[Task] Word for word, retype every record in the listing.

[Data extract]
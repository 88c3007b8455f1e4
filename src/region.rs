//! The selected rectangle and its invariants.

use std::fmt;

use serde::{Deserialize, Serialize};

/// Smallest width/height a region may shrink to, in image pixels.
pub const MIN_SIZE: u32 = 20;

/// Default region size placed on a freshly loaded image.
const DEFAULT_SIZE: (u32, u32) = (100, 30);
/// Distance of the default region's top-left corner from the right/bottom edges.
const DEFAULT_INSET: (u32, u32) = (120, 40);

/// Rectangle in image pixel space.
///
/// Every region handed out by this crate satisfies, for the image it belongs to:
/// `x + w <= width`, `y + h <= height`, `w >= min(MIN_SIZE, width)` and
/// `h >= min(MIN_SIZE, height)`.
#[derive(Debug, Clone, Copy, PartialEq, Eq, Hash, Serialize, Deserialize)]
pub struct Region {
    /// Left edge.
    pub x: u32,
    /// Top edge.
    pub y: u32,
    /// Width.
    pub w: u32,
    /// Height.
    pub h: u32,
}

/// Minimum extent along an axis of length `dim`.
///
/// Images narrower than [`MIN_SIZE`] get a region spanning the full axis.
#[must_use]
pub fn min_extent(dim: u32) -> u32 {
    MIN_SIZE.min(dim)
}

impl Region {
    /// Create a region without validating it. Use [`Region::clamp_to`] to bring
    /// it inside an image.
    #[must_use]
    pub const fn new(x: u32, y: u32, w: u32, h: u32) -> Self {
        Self { x, y, w, h }
    }

    /// Initial guess for a freshly loaded image: anchored near the bottom-right
    /// corner, where watermarks usually sit.
    #[must_use]
    pub fn default_for(width: u32, height: u32) -> Self {
        Self {
            x: width.saturating_sub(DEFAULT_INSET.0),
            y: height.saturating_sub(DEFAULT_INSET.1),
            w: DEFAULT_SIZE.0,
            h: DEFAULT_SIZE.1,
        }
        .clamp_to(width, height)
    }

    /// Right edge (`x + w`).
    #[must_use]
    pub fn right(&self) -> u32 {
        self.x.saturating_add(self.w)
    }

    /// Bottom edge (`y + h`).
    #[must_use]
    pub fn bottom(&self) -> u32 {
        self.y.saturating_add(self.h)
    }

    /// Enforce the region invariants for an image of `width x height`.
    ///
    /// Sizes below the minimum grow right/down; sizes larger than the image
    /// shrink to it; the origin then slides back inside. Applying this to an
    /// already valid region returns it unchanged.
    #[must_use]
    pub fn clamp_to(self, width: u32, height: u32) -> Self {
        let (x, w) = clamp_axis(self.x, self.w, width);
        let (y, h) = clamp_axis(self.y, self.h, height);
        Self { x, y, w, h }
    }

    /// Whether the region satisfies every invariant for the given image.
    #[must_use]
    pub fn is_valid_for(&self, width: u32, height: u32) -> bool {
        self.w >= min_extent(width)
            && self.h >= min_extent(height)
            && self.right() <= width
            && self.bottom() <= height
    }

    /// Build a region from fractional edges, rounding each edge to the nearest
    /// pixel and clamping the result into the image.
    ///
    /// Edges are rounded independently so an integer edge that did not move
    /// during a drag stays exactly where it was.
    #[must_use]
    #[allow(clippy::cast_possible_truncation, clippy::cast_sign_loss)]
    pub fn from_edges(left: f64, top: f64, right: f64, bottom: f64, width: u32, height: u32) -> Self {
        let fw = f64::from(width);
        let fh = f64::from(height);
        let l = left.round().clamp(0.0, fw);
        let t = top.round().clamp(0.0, fh);
        let r = right.round().clamp(l, fw);
        let b = bottom.round().clamp(t, fh);
        Self {
            x: l as u32,
            y: t as u32,
            w: (r - l) as u32,
            h: (b - t) as u32,
        }
        .clamp_to(width, height)
    }

    /// Edges as floating point `(left, top, right, bottom)` for drag math.
    #[must_use]
    pub fn edges(&self) -> (f64, f64, f64, f64) {
        (
            f64::from(self.x),
            f64::from(self.y),
            f64::from(self.right()),
            f64::from(self.bottom()),
        )
    }

    /// Short `w × h` label shown next to the editing surface.
    #[must_use]
    pub fn size_label(&self) -> String {
        format!("{} × {}", self.w, self.h)
    }
}

impl fmt::Display for Region {
    fn fmt(&self, f: &mut fmt::Formatter<'_>) -> fmt::Result {
        write!(f, "{}x{}+{}+{}", self.w, self.h, self.x, self.y)
    }
}

fn clamp_axis(pos: u32, len: u32, dim: u32) -> (u32, u32) {
    let len = len.max(min_extent(dim)).min(dim);
    let pos = pos.min(dim - len);
    (pos, len)
}

#[cfg(test)]
mod tests {
    use super::*;

    #[test]
    fn default_region_for_800x600() {
        let r = Region::default_for(800, 600);
        assert_eq!(r, Region::new(680, 560, 100, 30));
        assert!(r.right() <= 800);
        assert!(r.bottom() <= 600);
        assert!(r.is_valid_for(800, 600));
    }

    #[test]
    fn default_region_fits_small_images() {
        let r = Region::default_for(90, 35);
        assert_eq!(r, Region::new(0, 0, 90, 30));
        assert!(r.is_valid_for(90, 35));

        let r = Region::default_for(10, 8);
        assert_eq!(r, Region::new(0, 0, 10, 8));
        assert!(r.is_valid_for(10, 8));
    }

    #[test]
    fn clamp_floors_size_and_slides_origin() {
        let r = Region::new(790, 595, 5, 5).clamp_to(800, 600);
        assert_eq!(r, Region::new(780, 580, 20, 20));
    }

    #[test]
    fn clamp_is_idempotent() {
        let samples = [
            Region::new(0, 0, 0, 0),
            Region::new(1000, 1000, 10, 10),
            Region::new(5, 5, 2000, 30),
            Region::new(680, 560, 100, 30),
            Region::new(u32::MAX, 3, 7, u32::MAX),
        ];
        for r in samples {
            let once = r.clamp_to(800, 600);
            assert!(once.is_valid_for(800, 600), "{once:?}");
            assert_eq!(once.clamp_to(800, 600), once);
        }
    }

    #[test]
    fn from_edges_rounds_each_edge() {
        let r = Region::from_edges(10.4, 20.6, 50.5, 60.2, 800, 600);
        assert_eq!(r, Region::new(10, 21, 41, 39));
    }

    #[test]
    fn from_edges_clips_to_image() {
        let r = Region::from_edges(-30.0, -10.0, 900.0, 700.0, 800, 600);
        assert_eq!(r, Region::new(0, 0, 800, 600));
    }

    #[test]
    fn size_label_and_display() {
        let r = Region::new(1, 2, 100, 30);
        assert_eq!(r.size_label(), "100 × 30");
        assert_eq!(r.to_string(), "100x30+1+2");
    }
}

[Output of the task]
repository 88c3007b8455f1e4
filename src/region.rs
//! The selected rectangle and its invariants.

use std::fmt;

use serde::{Deserialize, Serialize};

/// Smallest width/height a region may shrink to, in image pixels.
pub const MIN_SIZE: u32 = 20;

/// Default region size placed on a freshly loaded image.
const DEFAULT_SIZE: (u32, u32) = (100, 30);
/// Distance of the default region's top-left corner from the right/bottom edges.
const DEFAULT_INSET: (u32, u32) = (120, 40);

/// Rectangle in image pixel space.
///
/// Every region handed out by this crate satisfies, for the image it belongs to:
/// `x + w <= width`, `y + h <= height`, `w >= min(MIN_SIZE, width)` and
/// `h >= min(MIN_SIZE, height)`.
#[derive(Debug, Clone, Copy, PartialEq, Eq, Hash, Serialize, Deserialize)]
pub struct Region {
    /// Left edge.
    pub x: u32,
    /// Top edge.
    pub y: u32,
    /// Width.
    pub w: u32,
    /// Height.
    pub h: u32,
}

/// Minimum extent along an axis of length `dim`.
///
/// Images narrower than [`MIN_SIZE`] get a region spanning the full axis.
#[must_use]
pub fn min_extent(dim: u32) -> u32 {
    MIN_SIZE.min(dim)
}

impl Region {
    /// Create a region without validating it. Use [`Region::clamp_to`] to bring
    /// it inside an image.
    #[must_use]
    pub const fn new(x: u32, y: u32, w: u32, h: u32) -> Self {
        Self { x, y, w, h }
    }

    /// Initial guess for a freshly loaded image: anchored near the bottom-right
    /// corner, where watermarks usually sit.
    #[must_use]
    pub fn default_for(width: u32, height: u32) -> Self {
        Self {
            x: width.saturating_sub(DEFAULT_INSET.0),
            y: height.saturating_sub(DEFAULT_INSET.1),
            w: DEFAULT_SIZE.0,
            h: DEFAULT_SIZE.1,
        }
        .clamp_to(width, height)
    }

    /// Right edge (`x + w`).
    #[must_use]
    pub fn right(&self) -> u32 {
        self.x.saturating_add(self.w)
    }

    /// Bottom edge (`y + h`).
    #[must_use]
    pub fn bottom(&self) -> u32 {
        self.y.saturating_add(self.h)
    }

    /// Enforce the region invariants for an image of `width x height`.
    ///
    /// Sizes below the minimum grow right/down; sizes larger than the image
    /// shrink to it; the origin then slides back inside. Applying this to an
    /// already valid region returns it unchanged.
    #[must_use]
    pub fn clamp_to(self, width: u32, height: u32) -> Self {
        let (x, w) = clamp_axis(self.x, self.w, width);
        let (y, h) = clamp_axis(self.y, self.h, height);
        Self { x, y, w, h }
    }

    /// Whether the region satisfies every invariant for the given image.
    #[must_use]
    pub fn is_valid_for(&self, width: u32, height: u32) -> bool {
        self.w >= min_extent(width)
            && self.h >= min_extent(height)
            && self.right() <= width
            && self.bottom() <= height
    }

    /// Build a region from fractional edges, rounding each edge to the nearest
    /// pixel and clamping the result into the image.
    ///
    /// Edges are rounded independently so an integer edge that did not move
    /// during a drag stays exactly where it was.
    #[must_use]
    #[allow(clippy::cast_possible_truncation, clippy::cast_sign_loss)]
    pub fn from_edges(left: f64, top: f64, right: f64, bottom: f64, width: u32, height: u32) -> Self {
        let fw = f64::from(width);
        let fh = f64::from(height);
        let l = left.round().clamp(0.0, fw);
        let t = top.round().clamp(0.0, fh);
        let r = right.round().clamp(l, fw);
        let b = bottom.round().clamp(t, fh);
        Self {
            x: l as u32,
            y: t as u32,
            w: (r - l) as u32,
            h: (b - t) as u32,
        }
        .clamp_to(width, height)
    }

    /// Edges as floating point `(left, top, right, bottom)` for drag math.
    #[must_use]
    pub fn edges(&self) -> (f64, f64, f64, f64) {
        (
            f64::from(self.x),
            f64::from(self.y),
            f64::from(self.right()),
            f64::from(self.bottom()),
        )
    }

    /// Short `w × h` label shown next to the editing surface.
    #[must_use]
    pub fn size_label(&self) -> String {
        format!("{} × {}", self.w, self.h)
    }
}

impl fmt::Display for Region {
    fn fmt(&self, f: &mut fmt::Formatter<'_>) -> fmt::Result {
        write!(f, "{}x{}+{}+{}", self.w, self.h, self.x, self.y)
    }
}

fn clamp_axis(pos: u32, len: u32, dim: u32) -> (u32, u32) {
    let len = len.max(min_extent(dim)).min(dim);
    let pos = pos.min(dim - len);
    (pos, len)
}

#[cfg(test)]
mod tests {
    use super::*;

    #[test]
    fn default_region_for_800x600() {
        let r = Region::default_for(800, 600);
        assert_eq!(r, Region::new(680, 560, 100, 30));
        assert!(r.right() <= 800);
        assert!(r.bottom() <= 600);
        assert!(r.is_valid_for(800, 600));
    }

    #[test]
    fn default_region_fits_small_images() {
        let r = Region::default_for(90, 35);
        assert_eq!(r, Region::new(0, 0, 90, 30));
        assert!(r.is_valid_for(90, 35));

        let r = Region::default_for(10, 8);
        assert_eq!(r, Region::new(0, 0, 10, 8));
        assert!(r.is_valid_for(10, 8));
    }

    #[test]
    fn clamp_floors_size_and_slides_origin() {
        let r = Region::new(790, 595, 5, 5).clamp_to(800, 600);
        assert_eq!(r, Region::new(780, 580, 20, 20));
    }

    #[test]
    fn clamp_is_idempotent() {
        let samples = [
            Region::new(0, 0, 0, 0),
            Region::new(1000, 1000, 10, 10),
            Region::new(5, 5, 2000, 30),
            Region::new(680, 560, 100, 30),
            Region::new(u32::MAX, 3, 7, u32::MAX),
        ];
        for r in samples {
            let once = r.clamp_to(800, 600);
            assert!(once.is_valid_for(800, 600), "{once:?}");
            assert_eq!(once.clamp_to(800, 600), once);
        }
    }

    #[test]
    fn from_edges_rounds_each_edge() {
        let r = Region::from_edges(10.4, 20.6, 50.5, 60.2, 800, 600);
        assert_eq!(r, Region::new(10, 21, 41, 39));
    }

    #[test]
    fn from_edges_clips_to_image() {
        let r = Region::from_edges(-30.0, -10.0, 900.0, 700.0, 800, 600);
        assert_eq!(r, Region::new(0, 0, 800, 600));
    }

    #[test]
    fn size_label_and_display() {
        let r = Region::new(1, 2, 100, 30);
        assert_eq!(r.size_label(), "100 × 30");
        assert_eq!(r.to_string(), "100x30+1+2");
    }
}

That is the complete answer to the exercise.